• _Available data_:
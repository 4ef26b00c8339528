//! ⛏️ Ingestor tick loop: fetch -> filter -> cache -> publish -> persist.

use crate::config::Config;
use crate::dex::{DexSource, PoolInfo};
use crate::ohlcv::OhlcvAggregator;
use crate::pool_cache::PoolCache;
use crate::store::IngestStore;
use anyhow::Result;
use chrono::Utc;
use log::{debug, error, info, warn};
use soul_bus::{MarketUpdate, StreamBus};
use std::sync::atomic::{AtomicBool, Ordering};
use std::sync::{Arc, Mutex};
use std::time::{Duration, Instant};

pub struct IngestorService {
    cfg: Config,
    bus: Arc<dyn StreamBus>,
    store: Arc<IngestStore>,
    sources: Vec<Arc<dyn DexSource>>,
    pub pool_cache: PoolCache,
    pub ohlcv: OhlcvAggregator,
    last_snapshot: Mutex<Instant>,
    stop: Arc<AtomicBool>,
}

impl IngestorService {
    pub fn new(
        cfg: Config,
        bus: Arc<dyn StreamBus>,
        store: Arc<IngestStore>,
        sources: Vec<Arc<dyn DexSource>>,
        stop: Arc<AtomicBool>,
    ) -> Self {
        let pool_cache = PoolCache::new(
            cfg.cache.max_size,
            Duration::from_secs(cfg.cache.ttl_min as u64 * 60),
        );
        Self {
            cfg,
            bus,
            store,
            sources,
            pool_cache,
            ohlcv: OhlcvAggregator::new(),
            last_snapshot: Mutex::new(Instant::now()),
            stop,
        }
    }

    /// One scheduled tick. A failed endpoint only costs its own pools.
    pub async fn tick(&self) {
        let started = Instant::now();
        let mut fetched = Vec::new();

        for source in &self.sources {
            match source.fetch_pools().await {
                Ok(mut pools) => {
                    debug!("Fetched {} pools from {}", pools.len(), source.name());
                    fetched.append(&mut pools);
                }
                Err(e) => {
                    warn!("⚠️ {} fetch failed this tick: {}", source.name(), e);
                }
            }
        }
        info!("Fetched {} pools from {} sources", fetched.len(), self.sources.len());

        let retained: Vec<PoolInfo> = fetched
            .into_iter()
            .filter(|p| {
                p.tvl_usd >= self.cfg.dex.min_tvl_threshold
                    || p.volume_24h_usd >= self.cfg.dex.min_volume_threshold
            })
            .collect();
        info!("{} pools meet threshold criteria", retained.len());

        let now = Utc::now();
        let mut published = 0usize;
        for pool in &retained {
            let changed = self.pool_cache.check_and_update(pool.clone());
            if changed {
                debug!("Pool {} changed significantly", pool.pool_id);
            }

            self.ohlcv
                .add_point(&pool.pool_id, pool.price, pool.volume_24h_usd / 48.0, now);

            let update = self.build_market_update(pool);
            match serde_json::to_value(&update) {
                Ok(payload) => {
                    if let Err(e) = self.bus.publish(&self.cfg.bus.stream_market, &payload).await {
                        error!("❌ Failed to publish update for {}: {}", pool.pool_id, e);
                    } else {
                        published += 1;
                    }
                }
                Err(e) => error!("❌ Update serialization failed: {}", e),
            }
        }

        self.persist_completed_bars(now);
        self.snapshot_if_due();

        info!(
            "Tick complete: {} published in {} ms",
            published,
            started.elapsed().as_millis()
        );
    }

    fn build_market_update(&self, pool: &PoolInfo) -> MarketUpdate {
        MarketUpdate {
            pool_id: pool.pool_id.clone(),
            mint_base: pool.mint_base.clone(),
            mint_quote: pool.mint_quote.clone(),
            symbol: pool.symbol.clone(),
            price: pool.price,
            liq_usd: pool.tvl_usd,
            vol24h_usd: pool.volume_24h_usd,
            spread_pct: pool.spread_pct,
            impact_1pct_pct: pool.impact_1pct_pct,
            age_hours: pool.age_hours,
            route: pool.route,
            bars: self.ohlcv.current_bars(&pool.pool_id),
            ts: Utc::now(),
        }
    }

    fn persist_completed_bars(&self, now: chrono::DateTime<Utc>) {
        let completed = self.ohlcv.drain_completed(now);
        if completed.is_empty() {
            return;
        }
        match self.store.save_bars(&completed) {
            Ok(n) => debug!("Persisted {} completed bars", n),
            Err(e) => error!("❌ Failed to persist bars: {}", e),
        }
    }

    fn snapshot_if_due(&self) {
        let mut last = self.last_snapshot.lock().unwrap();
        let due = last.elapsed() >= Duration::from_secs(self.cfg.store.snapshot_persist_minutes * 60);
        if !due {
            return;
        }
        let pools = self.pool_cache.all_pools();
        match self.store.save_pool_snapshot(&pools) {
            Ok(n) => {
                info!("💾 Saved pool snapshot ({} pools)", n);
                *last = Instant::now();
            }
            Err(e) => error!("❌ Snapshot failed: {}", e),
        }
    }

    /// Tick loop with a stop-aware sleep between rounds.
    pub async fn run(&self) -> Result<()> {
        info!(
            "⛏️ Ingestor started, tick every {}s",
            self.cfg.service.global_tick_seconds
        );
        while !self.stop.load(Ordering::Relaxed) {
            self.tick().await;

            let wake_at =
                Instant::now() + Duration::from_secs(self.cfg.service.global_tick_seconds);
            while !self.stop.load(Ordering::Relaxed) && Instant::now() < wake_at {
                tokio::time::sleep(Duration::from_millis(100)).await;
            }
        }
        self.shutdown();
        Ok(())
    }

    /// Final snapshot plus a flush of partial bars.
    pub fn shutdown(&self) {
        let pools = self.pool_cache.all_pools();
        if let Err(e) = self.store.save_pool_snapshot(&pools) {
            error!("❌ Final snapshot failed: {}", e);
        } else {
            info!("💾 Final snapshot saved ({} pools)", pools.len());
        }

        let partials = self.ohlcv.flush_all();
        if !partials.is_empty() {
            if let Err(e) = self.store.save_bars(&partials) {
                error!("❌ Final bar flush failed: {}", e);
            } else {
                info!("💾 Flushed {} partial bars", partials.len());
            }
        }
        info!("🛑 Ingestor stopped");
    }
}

• _What needs to be done_: In full and without alteration, write out each record.

• _Your solution_:
repository 4ef26b00c8339528
//! ⛏️ Ingestor tick loop: fetch -> filter -> cache -> publish -> persist.

use crate::config::Config;
use crate::dex::{DexSource, PoolInfo};
use crate::ohlcv::OhlcvAggregator;
use crate::pool_cache::PoolCache;
use crate::store::IngestStore;
use anyhow::Result;
use chrono::Utc;
use log::{debug, error, info, warn};
use soul_bus::{MarketUpdate, StreamBus};
use std::sync::atomic::{AtomicBool, Ordering};
use std::sync::{Arc, Mutex};
use std::time::{Duration, Instant};

pub struct IngestorService {
    cfg: Config,
    bus: Arc<dyn StreamBus>,
    store: Arc<IngestStore>,
    sources: Vec<Arc<dyn DexSource>>,
    pub pool_cache: PoolCache,
    pub ohlcv: OhlcvAggregator,
    last_snapshot: Mutex<Instant>,
    stop: Arc<AtomicBool>,
}

impl IngestorService {
    pub fn new(
        cfg: Config,
        bus: Arc<dyn StreamBus>,
        store: Arc<IngestStore>,
        sources: Vec<Arc<dyn DexSource>>,
        stop: Arc<AtomicBool>,
    ) -> Self {
        let pool_cache = PoolCache::new(
            cfg.cache.max_size,
            Duration::from_secs(cfg.cache.ttl_min as u64 * 60),
        );
        Self {
            cfg,
            bus,
            store,
            sources,
            pool_cache,
            ohlcv: OhlcvAggregator::new(),
            last_snapshot: Mutex::new(Instant::now()),
            stop,
        }
    }

    /// One scheduled tick. A failed endpoint only costs its own pools.
    pub async fn tick(&self) {
        let started = Instant::now();
        let mut fetched = Vec::new();

        for source in &self.sources {
            match source.fetch_pools().await {
                Ok(mut pools) => {
                    debug!("Fetched {} pools from {}", pools.len(), source.name());
                    fetched.append(&mut pools);
                }
                Err(e) => {
                    warn!("⚠️ {} fetch failed this tick: {}", source.name(), e);
                }
            }
        }
        info!("Fetched {} pools from {} sources", fetched.len(), self.sources.len());

        let retained: Vec<PoolInfo> = fetched
            .into_iter()
            .filter(|p| {
                p.tvl_usd >= self.cfg.dex.min_tvl_threshold
                    || p.volume_24h_usd >= self.cfg.dex.min_volume_threshold
            })
            .collect();
        info!("{} pools meet threshold criteria", retained.len());

        let now = Utc::now();
        let mut published = 0usize;
        for pool in &retained {
            let changed = self.pool_cache.check_and_update(pool.clone());
            if changed {
                debug!("Pool {} changed significantly", pool.pool_id);
            }

            self.ohlcv
                .add_point(&pool.pool_id, pool.price, pool.volume_24h_usd / 48.0, now);

            let update = self.build_market_update(pool);
            match serde_json::to_value(&update) {
                Ok(payload) => {
                    if let Err(e) = self.bus.publish(&self.cfg.bus.stream_market, &payload).await {
                        error!("❌ Failed to publish update for {}: {}", pool.pool_id, e);
                    } else {
                        published += 1;
                    }
                }
                Err(e) => error!("❌ Update serialization failed: {}", e),
            }
        }

        self.persist_completed_bars(now);
        self.snapshot_if_due();

        info!(
            "Tick complete: {} published in {} ms",
            published,
            started.elapsed().as_millis()
        );
    }

    fn build_market_update(&self, pool: &PoolInfo) -> MarketUpdate {
        MarketUpdate {
            pool_id: pool.pool_id.clone(),
            mint_base: pool.mint_base.clone(),
            mint_quote: pool.mint_quote.clone(),
            symbol: pool.symbol.clone(),
            price: pool.price,
            liq_usd: pool.tvl_usd,
            vol24h_usd: pool.volume_24h_usd,
            spread_pct: pool.spread_pct,
            impact_1pct_pct: pool.impact_1pct_pct,
            age_hours: pool.age_hours,
            route: pool.route,
            bars: self.ohlcv.current_bars(&pool.pool_id),
            ts: Utc::now(),
        }
    }

    fn persist_completed_bars(&self, now: chrono::DateTime<Utc>) {
        let completed = self.ohlcv.drain_completed(now);
        if completed.is_empty() {
            return;
        }
        match self.store.save_bars(&completed) {
            Ok(n) => debug!("Persisted {} completed bars", n),
            Err(e) => error!("❌ Failed to persist bars: {}", e),
        }
    }

    fn snapshot_if_due(&self) {
        let mut last = self.last_snapshot.lock().unwrap();
        let due = last.elapsed() >= Duration::from_secs(self.cfg.store.snapshot_persist_minutes * 60);
        if !due {
            return;
        }
        let pools = self.pool_cache.all_pools();
        match self.store.save_pool_snapshot(&pools) {
            Ok(n) => {
                info!("💾 Saved pool snapshot ({} pools)", n);
                *last = Instant::now();
            }
            Err(e) => error!("❌ Snapshot failed: {}", e),
        }
    }

    /// Tick loop with a stop-aware sleep between rounds.
    pub async fn run(&self) -> Result<()> {
        info!(
            "⛏️ Ingestor started, tick every {}s",
            self.cfg.service.global_tick_seconds
        );
        while !self.stop.load(Ordering::Relaxed) {
            self.tick().await;

            let wake_at =
                Instant::now() + Duration::from_secs(self.cfg.service.global_tick_seconds);
            while !self.stop.load(Ordering::Relaxed) && Instant::now() < wake_at {
                tokio::time::sleep(Duration::from_millis(100)).await;
            }
        }
        self.shutdown();
        Ok(())
    }

    /// Final snapshot plus a flush of partial bars.
    pub fn shutdown(&self) {
        let pools = self.pool_cache.all_pools();
        if let Err(e) = self.store.save_pool_snapshot(&pools) {
            error!("❌ Final snapshot failed: {}", e);
        } else {
            info!("💾 Final snapshot saved ({} pools)", pools.len());
        }

        let partials = self.ohlcv.flush_all();
        if !partials.is_empty() {
            if let Err(e) = self.store.save_bars(&partials) {
                error!("❌ Final bar flush failed: {}", e);
            } else {
                info!("💾 Flushed {} partial bars", partials.len());
            }
        }
        info!("🛑 Ingestor stopped");
    }
}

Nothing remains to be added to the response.